Reading Alex Gino’s GEORGE is such a complete and loving gift. George* is a 4th grade girl who struggles with figuring out how to let her family and friends know she’s not the boy they all think she is. From the first page, author Alex Gino introduces George as she/her, and it’s only when George’s brother refers to her as “bro,” that the reader realizes where the story is going. This middle grade novel is wholly appropriate and important for upper elementary readers as well as adults who want or need help understanding how a transgender child might feel.

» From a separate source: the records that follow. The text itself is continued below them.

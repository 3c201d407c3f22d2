//! # Row models for the Livrebox tables
//!
//! Every table the application reads or writes is modelled as an explicit struct.
//! Columns the platform allows to be `NULL` are `Option<_>` and carry
//! `#[serde(default)]`, so a row fetched with a narrower `select=` projection still
//! deserializes.
//!
//! ## Types
//!
//! | Struct | Table | Notes |
//! |--------|-------|-------|
//! | [`Identity`] | auth | Issued by the platform at sign-up, read-only here. |
//! | [`Session`] | auth | Access token plus the signed-in [`Identity`]. |
//! | [`Profile`] | `profiles` | One-to-one with an identity, same `id`. |
//! | [`Book`] | `books` | Shared catalog entry, de-duplicated on `google_id`. |
//! | [`Post`] | `posts` | A member's library entry, with a snapshot of the book. |
//! | [`Follow`] | `follow` | Directed edge follower → followed. |
//! | [`CandidateBook`] | (none) | A search result that has not been persisted. |
//!
//! The `New*` structs are insert payloads: they omit the columns the platform
//! generates (`id`, `created_at`).

use chrono::{DateTime, Utc};
use serde::de::DeserializeOwned;
use serde::{Deserialize, Serialize};

/// The remote tables the gateway knows about.
#[derive(Clone, Copy, Debug, PartialEq, Eq, Hash, PartialOrd, Ord)]
pub enum Table {
    Profiles,
    Books,
    Posts,
    Follow,
}

impl Table {
    /// Table name as exposed by the REST endpoint.
    pub fn name(&self) -> &'static str {
        match self {
            Table::Profiles => "profiles",
            Table::Books => "books",
            Table::Posts => "posts",
            Table::Follow => "follow",
        }
    }

    /// Columns forming the primary key, used for upserts.
    pub fn primary_key(&self) -> &'static [&'static str] {
        match self {
            Table::Follow => &["follower_id", "followed_id"],
            _ => &["id"],
        }
    }

    /// Unique constraints, primary key first.
    pub fn unique_keys(&self) -> &'static [&'static [&'static str]] {
        match self {
            Table::Profiles => &[&["id"]],
            Table::Books => &[&["id"], &["google_id"]],
            Table::Posts => &[&["id"], &["user_id", "book_id"]],
            Table::Follow => &[&["follower_id", "followed_id"]],
        }
    }

    /// Whether the platform fills in `id` when an insert omits it.
    pub fn generates_id(&self) -> bool {
        matches!(self, Table::Books | Table::Posts)
    }

    /// Whether the table has a `created_at` column defaulting to now.
    pub fn has_created_at(&self) -> bool {
        matches!(self, Table::Posts | Table::Follow)
    }
}

impl std::fmt::Display for Table {
    fn fmt(&self, f: &mut std::fmt::Formatter<'_>) -> std::fmt::Result {
        f.write_str(self.name())
    }
}

/// A typed row of one of the remote tables.
pub trait Record: Serialize + DeserializeOwned + Clone {
    const TABLE: Table;
}

/// The authenticated account as issued by the platform.
#[derive(Clone, Debug, PartialEq, Serialize, Deserialize)]
pub struct Identity {
    pub id: String,
    #[serde(default)]
    pub email: Option<String>,
    pub created_at: DateTime<Utc>,
}

/// A signed-in session.
#[derive(Clone, Debug, PartialEq, Serialize, Deserialize)]
pub struct Session {
    pub access_token: String,
    #[serde(default)]
    pub refresh_token: Option<String>,
    /// Unix timestamp (seconds) at which the access token expires.
    #[serde(default)]
    pub expires_at: Option<i64>,
    pub user: Identity,
}

impl Session {
    /// Whether the access token is past its expiry at `now`. A session without
    /// an expiry never expires.
    pub fn is_expired_at(&self, now: DateTime<Utc>) -> bool {
        self.expires_at.is_some_and(|at| at <= now.timestamp())
    }
}

/// Public identity of a member.
#[derive(Clone, Debug, Default, PartialEq, Serialize, Deserialize)]
pub struct Profile {
    pub id: String,
    #[serde(default)]
    pub username: Option<String>,
    #[serde(default)]
    pub bio: Option<String>,
    #[serde(default)]
    pub avatar_url: Option<String>,
}

impl Record for Profile {
    const TABLE: Table = Table::Profiles;
}

impl Profile {
    /// Empty profile for an identity that has no row yet.
    pub fn empty(id: impl Into<String>) -> Self {
        Self {
            id: id.into(),
            ..Self::default()
        }
    }

    /// Username, or the generic member label.
    pub fn display_name(&self) -> &str {
        self.username
            .as_deref()
            .filter(|name| !name.is_empty())
            .unwrap_or("Utilisateur")
    }

    /// Upper-cased first letter of the username, `'?'` without one.
    pub fn initial(&self) -> char {
        self.username
            .as_deref()
            .and_then(|name| name.chars().next())
            .map(|c| c.to_uppercase().next().unwrap_or(c))
            .unwrap_or('?')
    }
}

/// A catalog entry shared by every member.
#[derive(Clone, Debug, PartialEq, Serialize, Deserialize)]
pub struct Book {
    pub id: String,
    pub title: String,
    pub author: String,
    #[serde(default)]
    pub cover_url: Option<String>,
    #[serde(default)]
    pub description: Option<String>,
    /// Google Books volume id, used to de-duplicate across members.
    #[serde(default)]
    pub google_id: Option<String>,
}

impl Record for Book {
    const TABLE: Table = Table::Books;
}

/// Insert payload for [`Book`].
#[derive(Clone, Debug, PartialEq, Serialize)]
pub struct NewBook {
    pub title: String,
    pub author: String,
    pub cover_url: Option<String>,
    pub description: Option<String>,
    pub google_id: Option<String>,
}

impl From<&CandidateBook> for NewBook {
    fn from(candidate: &CandidateBook) -> Self {
        Self {
            title: candidate.title.clone(),
            author: candidate.authors.clone(),
            cover_url: candidate.thumbnail_url.clone(),
            description: candidate.description.clone(),
            google_id: Some(candidate.external_id.clone()),
        }
    }
}

/// Where a book sits in a member's library.
#[derive(Clone, Copy, Debug, Default, PartialEq, Eq, Hash, Serialize, Deserialize)]
pub enum ReadStatus {
    #[default]
    #[serde(rename = "lu")]
    Read,
    #[serde(rename = "a_lire")]
    WantToRead,
}

impl ReadStatus {
    /// Wire value stored in `posts.status`.
    pub fn as_str(&self) -> &'static str {
        match self {
            ReadStatus::Read => "lu",
            ReadStatus::WantToRead => "a_lire",
        }
    }

    /// Tab label shown in the library.
    pub fn label(&self) -> &'static str {
        match self {
            ReadStatus::Read => "Lus",
            ReadStatus::WantToRead => "À lire",
        }
    }

    pub fn parse(value: &str) -> Option<Self> {
        match value {
            "lu" => Some(ReadStatus::Read),
            "a_lire" => Some(ReadStatus::WantToRead),
            _ => None,
        }
    }
}

/// A member's library entry.
#[derive(Clone, Debug, PartialEq, Serialize, Deserialize)]
pub struct Post {
    pub id: String,
    pub user_id: String,
    #[serde(default)]
    pub book_id: Option<String>,
    pub book_title: String,
    #[serde(default)]
    pub book_author: Option<String>,
    #[serde(default)]
    pub book_cover_url: Option<String>,
    /// 0 to 5 in half-point steps.
    #[serde(default)]
    pub rating: Option<f32>,
    #[serde(default)]
    pub comment: Option<String>,
    #[serde(default)]
    pub status: ReadStatus,
    pub created_at: DateTime<Utc>,
}

impl Record for Post {
    const TABLE: Table = Table::Posts;
}

/// Insert payload for [`Post`]. The book fields are a snapshot and are never
/// re-synced with the [`Book`] row.
#[derive(Clone, Debug, PartialEq, Serialize)]
pub struct NewPost {
    pub user_id: String,
    pub book_id: Option<String>,
    pub book_title: String,
    pub book_author: Option<String>,
    pub book_cover_url: Option<String>,
    pub rating: Option<f32>,
    pub comment: Option<String>,
    pub status: ReadStatus,
}

impl NewPost {
    /// Snapshot `book` into a fresh entry for `user_id`.
    pub fn for_book(user_id: impl Into<String>, book: &Book, status: ReadStatus) -> Self {
        Self {
            user_id: user_id.into(),
            book_id: Some(book.id.clone()),
            book_title: book.title.clone(),
            book_author: Some(book.author.clone()),
            book_cover_url: book.cover_url.clone(),
            rating: None,
            comment: None,
            status,
        }
    }
}

/// Directed follow edge.
#[derive(Clone, Debug, PartialEq, Serialize, Deserialize)]
pub struct Follow {
    pub follower_id: String,
    pub followed_id: String,
    #[serde(default, skip_serializing_if = "Option::is_none")]
    pub created_at: Option<DateTime<Utc>>,
}

impl Record for Follow {
    const TABLE: Table = Table::Follow;
}

impl Follow {
    pub fn new(follower_id: impl Into<String>, followed_id: impl Into<String>) -> Self {
        Self {
            follower_id: follower_id.into(),
            followed_id: followed_id.into(),
            created_at: None,
        }
    }
}

/// A book returned by the external search, not yet in the catalog.
#[derive(Clone, Debug, PartialEq, Serialize, Deserialize)]
pub struct CandidateBook {
    pub external_id: String,
    pub title: String,
    /// Authors joined with `", "`.
    pub authors: String,
    pub thumbnail_url: Option<String>,
    pub description: Option<String>,
}

#[cfg(test)]
mod tests {
    use super::*;

    #[test]
    fn test_post_without_status_reads_as_read() {
        let post: Post = serde_json::from_value(serde_json::json!({
            "id": "p1",
            "user_id": "u1",
            "book_title": "Dune",
            "created_at": "2024-01-02T10:00:00Z"
        }))
        .unwrap();
        assert_eq!(post.status, ReadStatus::Read);
        assert!(post.rating.is_none());
        assert!(post.book_id.is_none());
    }

    #[test]
    fn test_status_wire_values() {
        assert_eq!(
            serde_json::to_value(ReadStatus::WantToRead).unwrap(),
            serde_json::json!("a_lire")
        );
        assert_eq!(ReadStatus::parse("lu"), Some(ReadStatus::Read));
        assert_eq!(ReadStatus::parse("read"), None);
    }

    #[test]
    fn test_profile_display_fallbacks() {
        let anon = Profile::empty("u1");
        assert_eq!(anon.display_name(), "Utilisateur");
        assert_eq!(anon.initial(), '?');

        let named = Profile {
            username: Some("élise".to_string()),
            ..Profile::empty("u2")
        };
        assert_eq!(named.display_name(), "élise");
        assert_eq!(named.initial(), 'É');
    }

    #[test]
    fn test_new_post_snapshots_book() {
        let book = Book {
            id: "b1".to_string(),
            title: "Dune".to_string(),
            author: "Frank Herbert".to_string(),
            cover_url: Some("https://covers/dune.jpg".to_string()),
            description: None,
            google_id: Some("g-dune".to_string()),
        };
        let post = NewPost::for_book("u1", &book, ReadStatus::WantToRead);
        assert_eq!(post.book_id.as_deref(), Some("b1"));
        assert_eq!(post.book_title, "Dune");
        assert_eq!(post.book_author.as_deref(), Some("Frank Herbert"));
        assert_eq!(post.status, ReadStatus::WantToRead);
        assert!(post.rating.is_none());
    }

    #[test]
    fn test_session_expiry() {
        let mut session: Session = serde_json::from_value(serde_json::json!({
            "access_token": "jwt",
            "expires_at": 1_700_000_000,
            "user": {"id": "u1", "created_at": "2024-01-01T00:00:00Z"}
        }))
        .unwrap();
        let before = DateTime::from_timestamp(1_699_999_999, 0).unwrap();
        let at = DateTime::from_timestamp(1_700_000_000, 0).unwrap();
        assert!(!session.is_expired_at(before));
        assert!(session.is_expired_at(at));

        session.expires_at = None;
        assert!(!session.is_expired_at(at));
    }
}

Gino’s storyline centers on George (whom we find out sees herself as Melissa) and how she gathers the courage to live as her true self. Along the way, George contends with bullies, false starts on sharing her truth, and feeling alone at home and at school. Her best friend Kelly is a constant support system, but even Kelly doesn’t know that George is a girl. When Kelly talks her into auditioning for the role of Charlotte in Charlotte’s Web, but then gets the role, it feels like the story may take a very different turn. Instead, Kelly comes up with a solution both for George’s desire to play her favorite character and to let the whole world know who she really is.
Throughout the story, several scenes will bring tears to the eyes of many readers. The heartfelt explanations George has for her love of girls’ magazines and for why she just can’t quite find the courage to tell her mom and best friend the truth are poignant and ring deeply true. The responses her brother, mother, and best friend Kelly have to finding out George is a girl are also solid examples of part of the spectrum of reactions loved ones may have. One of the lines that brought tears to my eyes is, “Scott looked at George as if his sibling made sense to him for the first time. George had never been gladder to have an older brother.”
As a reader, it was also a welcome relief not to have every step towards George’s happy ending spelled out. For instance, when she is sent to the principal’s office, she notices the sign that reads “Support Safe Spaces for LGBT Youth,” and later the same principal models supportive response to George’s theatrical debut. In another scene, the simple gesture of George’s mother returning a denim bag filled with fashion magazines shows us the journey to acceptance is well on its way.
The writing style is easy enough for elementary readers to handle on their own, but GEORGE is a fantastic book for families to read together. Direct references to how George feels about her body are expressed clearly and at a level appropriate for older elementary readers. The examples and details within the storyline provide concrete responses George has to various societal norms that go against what she knows to be true about herself.
Don’t miss the Frequently Asked Questions with Alex Gino at the end of the story.
(* I’ve used the name George in this review because that’s the name used throughout the novel. By the end of the story, we discover it is Melissa about whom we’ve been reading.)